Collected data entries

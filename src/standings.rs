//! Score aggregation.
//!
//! Turns stored score rows into a per-team table: each judge's mark,
//! the number of judges who scored the team, and the average mark.

use std::collections::BTreeMap;

use serde::{Deserialize, Serialize};

use crate::models::{JudgeId, ScoreRecord, TeamId};

/// Aggregated scores for one team.
#[derive(Debug, Clone, PartialEq, Serialize, Deserialize)]
pub struct TeamStanding {
    /// Team identifier.
    pub team: TeamId,
    /// Mark per judge.
    pub scores: BTreeMap<JudgeId, f64>,
}

impl TeamStanding {
    /// Number of judges who scored the team.
    pub fn judge_count(&self) -> usize {
        self.scores.len()
    }

    /// Mean mark, or `None` if nobody scored the team.
    pub fn average(&self) -> Option<f64> {
        if self.scores.is_empty() {
            return None;
        }
        Some(self.scores.values().sum::<f64>() / self.scores.len() as f64)
    }
}

/// Per-team score table, ordered by team.
#[derive(Debug, Clone, Default, PartialEq, Serialize, Deserialize)]
pub struct Standings {
    /// One row per scored team.
    pub teams: Vec<TeamStanding>,
}

impl Standings {
    /// Builds the table from stored rows.
    ///
    /// A later row for the same (judge, team) replaces an earlier one.
    pub fn from_records(records: &[ScoreRecord]) -> Self {
        let mut by_team: BTreeMap<TeamId, BTreeMap<JudgeId, f64>> = BTreeMap::new();
        for record in records {
            by_team
                .entry(record.team)
                .or_default()
                .insert(record.judge.clone(), record.score);
        }
        Self {
            teams: by_team
                .into_iter()
                .map(|(team, scores)| TeamStanding { team, scores })
                .collect(),
        }
    }

    /// Row for `team`.
    pub fn team(&self, team: TeamId) -> Option<&TeamStanding> {
        self.teams.iter().find(|s| s.team == team)
    }

    /// Teams ordered by average, best first. Ties keep team order.
    pub fn ranked(&self) -> Vec<&TeamStanding> {
        let mut ranked: Vec<&TeamStanding> = self.teams.iter().collect();
        ranked.sort_by(|a, b| {
            let a = a.average().unwrap_or(f64::NEG_INFINITY);
            let b = b.average().unwrap_or(f64::NEG_INFINITY);
            b.partial_cmp(&a).unwrap_or(std::cmp::Ordering::Equal)
        });
        ranked
    }
}
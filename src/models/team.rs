//! Team model.
//!
//! A team is a competition entry that judges evaluate. Teams are created
//! once when the roster is loaded and are never removed while an event runs.

use serde::{Deserialize, Serialize};
use std::fmt;

/// Team identifier (the team's number on the event floor).
#[derive(Debug, Clone, Copy, PartialEq, Eq, PartialOrd, Ord, Hash, Serialize, Deserialize)]
#[serde(transparent)]
pub struct TeamId(pub u32);

impl TeamId {
    /// The team number.
    #[inline]
    pub fn number(self) -> u32 {
        self.0
    }
}

impl From<u32> for TeamId {
    fn from(number: u32) -> Self {
        Self(number)
    }
}

impl fmt::Display for TeamId {
    fn fmt(&self, f: &mut fmt::Formatter<'_>) -> fmt::Result {
        write!(f, "Team {}", self.0)
    }
}

/// A team together with its current evaluation tally.
///
/// This is a snapshot; the live tally is owned by the fairness counter.
#[derive(Debug, Clone, PartialEq, Eq, Serialize, Deserialize)]
pub struct Team {
    /// Team identifier.
    pub id: TeamId,
    /// Number of times the team has been handed to a judge.
    pub evaluations: u32,
}

impl Team {
    /// Creates a team that has not been evaluated yet.
    pub fn new(id: impl Into<TeamId>) -> Self {
        Self {
            id: id.into(),
            evaluations: 0,
        }
    }

    /// Sets the evaluation tally.
    pub fn with_evaluations(mut self, evaluations: u32) -> Self {
        self.evaluations = evaluations;
        self
    }
}

/// Builds the consecutive roster `first .. first + count`.
///
/// Stops early at `u32::MAX`, so the result may be shorter than `count`.
pub fn roster(first: u32, count: usize) -> Vec<TeamId> {
    (0..count)
        .map_while(|i| u32::try_from(i).ok().and_then(|i| first.checked_add(i)))
        .map(TeamId)
        .collect()
}
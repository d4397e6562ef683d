//! Fair judge–team assignment for hackathon-style events.
//!
//! Seats teams in rooms, hands each judge the teams evaluated least so
//! far, and runs each judge's assign → score → reassign cycle.
//! Score persistence and transport belong to the embedding service.
//!
//! # Modules
//!
//! - **`models`**: Domain types — `TeamId`, `Team`, `JudgeId`, `Judge`,
//!   `Room`, `Group`, `RoomLayout`, `ScoreEntry`, `ScoreRange`
//! - **`config`**: `EventConfig` — event size, score range, shuffle seed
//! - **`partition`**: Seeded roster shuffle into groups and rooms
//! - **`scheduler`**: `FairnessCounter`, `AssignmentScheduler`, `FairnessKpi`
//! - **`session`**: `SessionTracker` — per-judge batch and history
//! - **`validation`**: Configuration and submission checks
//! - **`store`**: `ScoreStore` collaborator trait and an in-memory store
//! - **`standings`**: Per-team averages from stored scores
//! - **`event`**: `JudgingEvent` — the thread-safe facade
//!
//! # Fairness policy
//!
//! Selection is greedy over the whole roster: the next batch is always the
//! globally least-evaluated teams, ties broken by roster order. Rooms are
//! informational only.

pub mod config;
pub mod error;
pub mod event;
pub mod models;
pub mod partition;
pub mod scheduler;
pub mod session;
pub mod standings;
pub mod store;
pub mod validation;

pub use config::EventConfig;
pub use error::{JudgingError, Result};
pub use event::JudgingEvent;
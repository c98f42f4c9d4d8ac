use crate::error::{Error, Result};
use crate::scheduler::{TimerHandle, TimerId, TimerQueue};
use tracing::{debug, info};

pub const TICK_MS: u64 = 1_000;

#[derive(Debug, Clone, Copy, PartialEq, Eq, strum_macros::Display)]
pub enum TimerStatus {
    Idle,
    Running,
    Paused,
    Completed,
}

#[derive(Debug, Clone, Copy, PartialEq, Eq)]
pub enum TickOutcome {
    /// Not this timer's tick, or the timer is not running.
    Ignored,
    Ticked(u32),
    /// Reached zero on this call. Reported exactly once per run.
    Completed,
}

/// `MM:SS`, minutes zero-padded to two digits.
pub fn format_mm_ss(seconds: u32) -> String {
    format!("{:02}:{:02}", seconds / 60, seconds % 60)
}

fn round_secs(ms: u64) -> u32 {
    ((ms + 500) / 1_000) as u32
}

/// Remaining time is recomputed from a fixed deadline, so a late or
/// skipped tick only delays the display.
pub struct Countdown {
    total_secs: u32,
    remaining_secs: u32,
    status: TimerStatus,
    deadline_ms: Option<u64>,
    paused_remaining_ms: Option<u64>,
    tick: Option<TimerHandle>,
    completion_fired: bool,
    on_complete: Option<Box<dyn FnMut()>>,
}

impl std::fmt::Debug for Countdown {
    fn fmt(&self, f: &mut std::fmt::Formatter<'_>) -> std::fmt::Result {
        f.debug_struct("Countdown")
            .field("total_secs", &self.total_secs)
            .field("remaining_secs", &self.remaining_secs)
            .field("status", &self.status)
            .field("deadline_ms", &self.deadline_ms)
            .field("tick", &self.tick)
            .finish_non_exhaustive()
    }
}

fn validate(seconds: i64) -> Result<u32> {
    if seconds <= 0 || seconds > u32::MAX as i64 {
        return Err(Error::InvalidDuration { seconds });
    }
    Ok(seconds as u32)
}

impl Countdown {
    pub fn new(total_secs: i64) -> Result<Self> {
        let total_secs = validate(total_secs)?;
        Ok(Self {
            total_secs,
            remaining_secs: total_secs,
            status: TimerStatus::Idle,
            deadline_ms: None,
            paused_remaining_ms: None,
            tick: None,
            completion_fired: false,
            on_complete: None,
        })
    }

    /// Invoked synchronously, once per run, when the countdown hits zero.
    pub fn set_on_complete(&mut self, callback: Box<dyn FnMut()>) {
        self.on_complete = Some(callback);
    }

    pub fn status(&self) -> TimerStatus {
        self.status
    }

    pub fn total_secs(&self) -> u32 {
        self.total_secs
    }

    pub fn remaining_secs(&self) -> u32 {
        self.remaining_secs
    }

    pub fn formatted(&self) -> String {
        format_mm_ss(self.remaining_secs)
    }

    pub fn is_running(&self) -> bool {
        self.status == TimerStatus::Running
    }

    pub fn tick_id(&self) -> Option<TimerId> {
        self.tick.as_ref().map(TimerHandle::id)
    }

    fn remaining_ms(&self, now: u64) -> u64 {
        match self.status {
            TimerStatus::Running => self
                .deadline_ms
                .map_or(0, |deadline| deadline.saturating_sub(now)),
            TimerStatus::Paused => self.paused_remaining_ms.unwrap_or(0),
            TimerStatus::Completed => 0,
            TimerStatus::Idle => self.remaining_secs as u64 * 1_000,
        }
    }

    /// Seconds of play so far in this run, for rate calculations.
    pub fn elapsed_secs(&self, now: u64) -> f64 {
        let total_ms = self.total_secs as u64 * 1_000;
        total_ms.saturating_sub(self.remaining_ms(now)) as f64 / 1_000.0
    }

    fn cancel_tick(&mut self, queue: &mut TimerQueue) {
        if let Some(handle) = self.tick.take() {
            queue.cancel(handle);
        }
    }

    /// Begin a fresh run of `duration_secs`. A run already in progress is
    /// replaced, its tick source cancelled first.
    pub fn start(&mut self, duration_secs: i64, now: u64, queue: &mut TimerQueue) -> Result<()> {
        let duration = validate(duration_secs)?;
        self.cancel_tick(queue);

        self.total_secs = duration;
        self.remaining_secs = duration;
        self.deadline_ms = Some(now + duration as u64 * 1_000);
        self.paused_remaining_ms = None;
        self.completion_fired = false;
        self.status = TimerStatus::Running;
        self.tick = Some(queue.every(TICK_MS, now));
        info!(duration, "countdown started");
        Ok(())
    }

    /// Handle a timer fire. Fires belonging to other timers are ignored.
    pub fn on_timer(&mut self, id: TimerId, now: u64, queue: &mut TimerQueue) -> TickOutcome {
        if self.tick_id() != Some(id) {
            return TickOutcome::Ignored;
        }
        self.refresh(now, queue)
    }

    /// Recompute remaining time against the deadline without waiting for a
    /// tick, completing the run if it has run out.
    pub fn refresh(&mut self, now: u64, queue: &mut TimerQueue) -> TickOutcome {
        if self.status != TimerStatus::Running {
            return TickOutcome::Ignored;
        }
        let secs = round_secs(self.remaining_ms(now));
        self.remaining_secs = self.remaining_secs.min(secs);
        if self.remaining_secs == 0 {
            self.complete(queue)
        } else {
            TickOutcome::Ticked(self.remaining_secs)
        }
    }

    fn complete(&mut self, queue: &mut TimerQueue) -> TickOutcome {
        self.cancel_tick(queue);
        self.remaining_secs = 0;
        self.deadline_ms = None;
        self.status = TimerStatus::Completed;
        if self.completion_fired {
            return TickOutcome::Ignored;
        }
        self.completion_fired = true;
        info!(total = self.total_secs, "countdown completed");
        if let Some(callback) = self.on_complete.as_mut() {
            callback();
        }
        TickOutcome::Completed
    }

    pub fn pause(&mut self, now: u64, queue: &mut TimerQueue) {
        if self.status != TimerStatus::Running {
            return;
        }
        self.paused_remaining_ms = Some(self.remaining_ms(now));
        self.deadline_ms = None;
        self.cancel_tick(queue);
        self.status = TimerStatus::Paused;
        debug!(remaining = self.remaining_secs, "countdown paused");
    }

    pub fn resume(&mut self, now: u64, queue: &mut TimerQueue) {
        if self.status != TimerStatus::Paused {
            return;
        }
        let left = self.paused_remaining_ms.take().unwrap_or(0);
        self.deadline_ms = Some(now + left);
        self.status = TimerStatus::Running;
        self.tick = Some(queue.every(TICK_MS, now));
        debug!(remaining = self.remaining_secs, "countdown resumed");
    }

    /// Release the tick source. Remaining time is kept; a running or paused
    /// countdown goes back to `Idle`. Safe to call repeatedly.
    pub fn stop(&mut self, queue: &mut TimerQueue) {
        self.cancel_tick(queue);
        self.deadline_ms = None;
        self.paused_remaining_ms = None;
        if matches!(self.status, TimerStatus::Running | TimerStatus::Paused) {
            self.status = TimerStatus::Idle;
            debug!(remaining = self.remaining_secs, "countdown stopped");
        }
    }

    /// Back to `Idle` with the full configured duration.
    pub fn reset(&mut self, queue: &mut TimerQueue) {
        self.cancel_tick(queue);
        self.deadline_ms = None;
        self.paused_remaining_ms = None;
        self.remaining_secs = self.total_secs;
        self.completion_fired = false;
        self.status = TimerStatus::Idle;
    }
}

[WHAT THE TASK REQUIRES]
Work through the records above line by line and count those that hold the string "scored". Give only the result.

[RESPONSE BOX]
4